Unsatisfied with AWS’s choice of 850+ EC2 instances types?

Public cloud’s biggest hyperscaler just took its “G7” instances to general availability – albeit only in its US East (Ohio) and US West (Oregon) regions.

The new instances are AWS’s first offering of compute underpinned by NVIDIA’s Blackwell server GPUs – and intended for meaty AI inference work.

Networking is handled by AWS’s Nitro System which handles networking, storage, and other I/O functions, and can, it added, “deploy firmware updates, bug fixes, and optimizations while it remains operational…”

AWS said the G7 instance can be deployed as “on-demand instances, as part of savings plans, or spot instances” (on paper; inference demand is so rampant that The Stack cannot imagine much capacity is available) and can be provisioned with up to 8 GPUs per instance and up to 700 Gbps of networking throughput” – seven times more than its G6 instances. 

The general availability makes AWS, it boasted, the “first major cloud provider to support NVIDIA RTX PRO 4500 Blackwell Server Edition GPUs.”

It will cost you, though. (AWS pricing, June 22, below.)

NVIDIA in May reported data centre revenue of $75 billion, up 92% year over year and 21% sequentially, driven by Blackwell architecture demand.

Executives boasted on May 20 that “Microsoft's Farweave, the world's most powerful AI data center, is now live ahead of schedule [and] powered by hundreds of thousands of Blackwell GPUs. Starting this year, AWS will add more than one million Blackwell and Rubin GPUs and are [sic] collaborating on spectrum networking.

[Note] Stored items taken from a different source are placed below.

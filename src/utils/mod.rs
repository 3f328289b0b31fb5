//! Utility functions for code generation and input validation.
//!
//! - [`code_generator`] - Short code generation strategies
//! - [`url_validator`] - Target URL and custom alias validation

pub mod code_generator;
pub mod url_validator;
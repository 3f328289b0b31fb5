//! Domain error kinds.
//!
//! These are transport-agnostic; the HTTP layer translates them into status
//! codes via [`crate::error::AppError`].

use thiserror::Error;

/// Failures reported by an [`crate::domain::repositories::EntryStore`].
#[derive(Debug, Clone, PartialEq, Eq, Error)]
pub enum StoreError {
    /// `save` was called for a code that is already present.
    #[error("code already exists: {0}")]
    CodeExists(String),

    /// The storage backend itself failed.
    #[error("storage backend error: {0}")]
    Backend(String),
}

/// Result type for store operations.
pub type StoreResult<T> = Result<T, StoreError>;

/// Failures of the shortening flow.
#[derive(Debug, Error)]
pub enum ShortenError {
    #[error("invalid url: must be an absolute http or https URL with a host")]
    InvalidUrl,

    #[error("invalid custom alias: {0}")]
    InvalidAlias(String),

    #[error("custom alias already taken: {0}")]
    AliasTaken(String),

    #[error("could not allocate a unique code after {attempts} attempts")]
    CodeAllocationFailed { attempts: usize },

    #[error(transparent)]
    Storage(StoreError),
}

impl From<StoreError> for ShortenError {
    fn from(err: StoreError) -> Self {
        match err {
            StoreError::CodeExists(code) => ShortenError::AliasTaken(code),
            other => ShortenError::Storage(other),
        }
    }
}
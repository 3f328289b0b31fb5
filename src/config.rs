//! Application configuration loaded from environment variables.
//!
//! Configuration is loaded once at startup and validated before the server starts.
//!
//! ## Variables
//!
//! - `BASE_URL` (or `DOMAIN`) - Public base of short links (default: `http://localhost:8080`)
//! - `LISTEN` (or `ADDR`) - Bind address (default: `0.0.0.0:8080`, `:8080` is accepted)
//! - `RUST_LOG` - Log level (default: `info`)
//! - `LOG_FORMAT` - Log format: `text` or `json` (default: `text`)
//! - `CODE_STRATEGY` - `random` or `sequential` (default: `random`)
//! - `CODE_LENGTH` - Length of random codes (default: 6, range: 4..=32)
//! - `CODE_MAX_ATTEMPTS` - Candidate codes tried per request (default: 5, range: 1..=100)
//! - `DEDUPLICATE_URLS` - Reuse generated codes for repeated URLs (default: `false`)
//! - `RATE_LIMIT_PER_SECOND` - Tokens replenished per IP per second (default: 1)
//! - `RATE_LIMIT_BURST` - Token bucket size per IP (default: 60)
//!
//! Nothing is persisted: restarting the process discards every link.

use anyhow::{Context, Result};
use std::env;
use std::net::SocketAddr;

use crate::api::middleware::rate_limit::RateLimitSettings;
use crate::application::services::ShortenSettings;
use crate::utils::code_generator::{CodeStrategy, DEFAULT_CODE_LENGTH};

/// Service configuration loaded from environment variables.
#[derive(Debug, Clone)]
pub struct Config {
    pub base_url: String,
    pub listen_addr: String,
    pub log_level: String,
    pub log_format: String,
    pub code_strategy: CodeStrategy,
    pub code_length: usize,
    pub code_max_attempts: usize,
    pub deduplicate_urls: bool,
    pub rate_limit_per_second: u64,
    pub rate_limit_burst: u32,
}

impl Default for Config {
    fn default() -> Self {
        Self {
            base_url: "http://localhost:8080".to_string(),
            listen_addr: "0.0.0.0:8080".to_string(),
            log_level: "info".to_string(),
            log_format: "text".to_string(),
            code_strategy: CodeStrategy::Random,
            code_length: DEFAULT_CODE_LENGTH,
            code_max_attempts: 5,
            deduplicate_urls: false,
            rate_limit_per_second: 1,
            rate_limit_burst: 60,
        }
    }
}

impl Config {
    /// Loads configuration from environment variables.
    ///
    /// # Errors
    ///
    /// Returns an error if a numeric variable or `CODE_STRATEGY` cannot be parsed.
    pub fn from_env() -> Result<Self> {
        let defaults = Self::default();

        let base_url = env_with_alias("BASE_URL", "DOMAIN")
            .map(|v| v.trim_end_matches('/').to_string())
            .unwrap_or(defaults.base_url);

        let listen_addr = env_with_alias("LISTEN", "ADDR")
            .map(|v| normalize_listen_addr(&v))
            .unwrap_or(defaults.listen_addr);

        let log_level = env::var("RUST_LOG").unwrap_or(defaults.log_level);
        let log_format = env::var("LOG_FORMAT").unwrap_or(defaults.log_format);

        let code_strategy = match env::var("CODE_STRATEGY") {
            Ok(v) => v
                .parse()
                .map_err(anyhow::Error::msg)
                .context("Failed to parse CODE_STRATEGY")?,
            Err(_) => defaults.code_strategy,
        };

        let code_length = parse_var("CODE_LENGTH")?.unwrap_or(defaults.code_length);
        let code_max_attempts =
            parse_var("CODE_MAX_ATTEMPTS")?.unwrap_or(defaults.code_max_attempts);

        let deduplicate_urls = env::var("DEDUPLICATE_URLS")
            .map(|v| v.eq_ignore_ascii_case("true") || v == "1")
            .unwrap_or(defaults.deduplicate_urls);

        let rate_limit_per_second =
            parse_var("RATE_LIMIT_PER_SECOND")?.unwrap_or(defaults.rate_limit_per_second);
        let rate_limit_burst = parse_var("RATE_LIMIT_BURST")?.unwrap_or(defaults.rate_limit_burst);

        Ok(Self {
            base_url,
            listen_addr,
            log_level,
            log_format,
            code_strategy,
            code_length,
            code_max_attempts,
            deduplicate_urls,
            rate_limit_per_second,
            rate_limit_burst,
        })
    }

    /// Validates the configuration.
    ///
    /// # Errors
    ///
    /// Returns an error if:
    /// - `base_url` is not an `http://` or `https://` URL
    /// - `listen_addr` is not a socket address
    /// - `log_format` is not `text` or `json`
    /// - `code_length` or `code_max_attempts` is out of range
    /// - a rate limit value is zero
    pub fn validate(&self) -> Result<()> {
        if !self.base_url.starts_with("http://") && !self.base_url.starts_with("https://") {
            anyhow::bail!(
                "BASE_URL must start with 'http://' or 'https://', got '{}'",
                self.base_url
            );
        }

        self.socket_addr()?;

        if self.log_format != "text" && self.log_format != "json" {
            anyhow::bail!(
                "LOG_FORMAT must be 'text' or 'json', got '{}'",
                self.log_format
            );
        }

        if !(4..=32).contains(&self.code_length) {
            anyhow::bail!(
                "CODE_LENGTH must be between 4 and 32, got {}",
                self.code_length
            );
        }

        if !(1..=100).contains(&self.code_max_attempts) {
            anyhow::bail!(
                "CODE_MAX_ATTEMPTS must be between 1 and 100, got {}",
                self.code_max_attempts
            );
        }

        if self.rate_limit_per_second == 0 {
            anyhow::bail!("RATE_LIMIT_PER_SECOND must be at least 1");
        }
        if self.rate_limit_burst == 0 {
            anyhow::bail!("RATE_LIMIT_BURST must be at least 1");
        }

        Ok(())
    }

    /// Parsed bind address.
    ///
    /// # Errors
    ///
    /// Returns an error if `listen_addr` is not `host:port`.
    pub fn socket_addr(&self) -> Result<SocketAddr> {
        self.listen_addr.parse().with_context(|| {
            format!(
                "LISTEN must be in format 'host:port', got '{}'",
                self.listen_addr
            )
        })
    }

    /// Settings for the shortening service.
    pub fn shorten_settings(&self) -> ShortenSettings {
        ShortenSettings {
            base_url: self.base_url.clone(),
            max_attempts: self.code_max_attempts,
            deduplicate: self.deduplicate_urls,
        }
    }

    /// Settings for the per-IP rate limiter.
    pub fn rate_limit_settings(&self) -> RateLimitSettings {
        RateLimitSettings {
            per_second: self.rate_limit_per_second,
            burst: self.rate_limit_burst,
        }
    }

    /// Prints configuration summary.
    pub fn print_summary(&self) {
        tracing::info!("Configuration loaded:");
        tracing::info!("  Listen address: {}", self.listen_addr);
        tracing::info!("  Base URL: {}", self.base_url);
        tracing::info!("  Log level: {}", self.log_level);
        tracing::info!("  Log format: {}", self.log_format);
        tracing::info!(
            "  Code strategy: {} (length {}, max attempts {})",
            self.code_strategy,
            self.code_length,
            self.code_max_attempts
        );
        tracing::info!("  Deduplicate URLs: {}", self.deduplicate_urls);
        tracing::info!(
            "  Rate limit: {}/s, burst {}",
            self.rate_limit_per_second,
            self.rate_limit_burst
        );
    }
}

/// Reads `primary`, falling back to `alias`. Empty values count as unset.
fn env_with_alias(primary: &str, alias: &str) -> Option<String> {
    [primary, alias]
        .into_iter()
        .filter_map(|key| env::var(key).ok())
        .find(|v| !v.trim().is_empty())
}

fn parse_var<T>(key: &str) -> Result<Option<T>>
where
    T: std::str::FromStr,
    T::Err: std::error::Error + Send + Sync + 'static,
{
    match env::var(key) {
        Ok(v) => v
            .trim()
            .parse()
            .map(Some)
            .with_context(|| format!("Failed to parse {key}='{v}'")),
        Err(_) => Ok(None),
    }
}

/// Expands a bare `:port` into `0.0.0.0:port`.
fn normalize_listen_addr(addr: &str) -> String {
    let addr = addr.trim();
    if addr.starts_with(':') {
        format!("0.0.0.0{addr}")
    } else {
        addr.to_string()
    }
}

/// Loads and validates configuration from environment variables.
///
/// # Errors
///
/// Returns an error if a variable cannot be parsed or validation fails.
///
/// # Note
///
/// This function expects environment variables to be already loaded
/// (e.g., via `dotenvy::dotenv()` in `main.rs`).
pub fn load_from_env() -> Result<Config> {
    let config = Config::from_env()?;
    config.validate()?;
    Ok(config)
}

At Google, Blackwell will be offered to customers in the cloud including confidential computing capability, they added on the call.

AWS is making prepackaged GPU drivers for AI inference and graphics workloads available via its AWS Deep Learning AMIs (DLAMI) or NVIDIA Workstation AMIs; for EKS, users can build EKS AMIs with NVIDIA driver version R595 with EKS-provided automation. Users can deploy Amazon Linux, Ubuntu, RHEL, and Windows Server as operating systems with G7.